[Saved data entries]
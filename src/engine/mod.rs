//! Detection engine
//!
//! - `orchestrator` - runs strategy processors concurrently with per-processor isolation
//! - `scoring` - multi-factor confidence scorer
//! - `conflict` - collapses a game's signals into one pick per market type
//! - `performance` - strategy history lookup
//! - `pipeline` - `SignalEngine`, tying the above together

pub mod conflict;
pub mod orchestrator;
pub mod performance;
pub mod pipeline;
pub mod scoring;

pub use conflict::ConflictResolver;
pub use orchestrator::{Detection, Orchestrator};
pub use performance::{PerformanceLookup, PerformanceTable, StrategyPerformance};
pub use pipeline::{DetectionReport, DroppedSignal, FailedStrategy, RunManifest, SignalEngine};
pub use scoring::{signal_strength, ConfidenceScorer};
pub mod postgres;

pub use postgres::PostgresMarketStore;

### Work order
Could you retype exactly the lines from the one containing "pub mod performance;" through the final line of the data above, and no others?

### Exercise output
pub mod performance;
pub mod pipeline;
pub mod scoring;

pub use conflict::ConflictResolver;
pub use orchestrator::{Detection, Orchestrator};
pub use performance::{PerformanceLookup, PerformanceTable, StrategyPerformance};
pub use pipeline::{DetectionReport, DroppedSignal, FailedStrategy, RunManifest, SignalEngine};
pub use scoring::{signal_strength, ConfidenceScorer};
pub mod postgres;

pub use postgres::PostgresMarketStore;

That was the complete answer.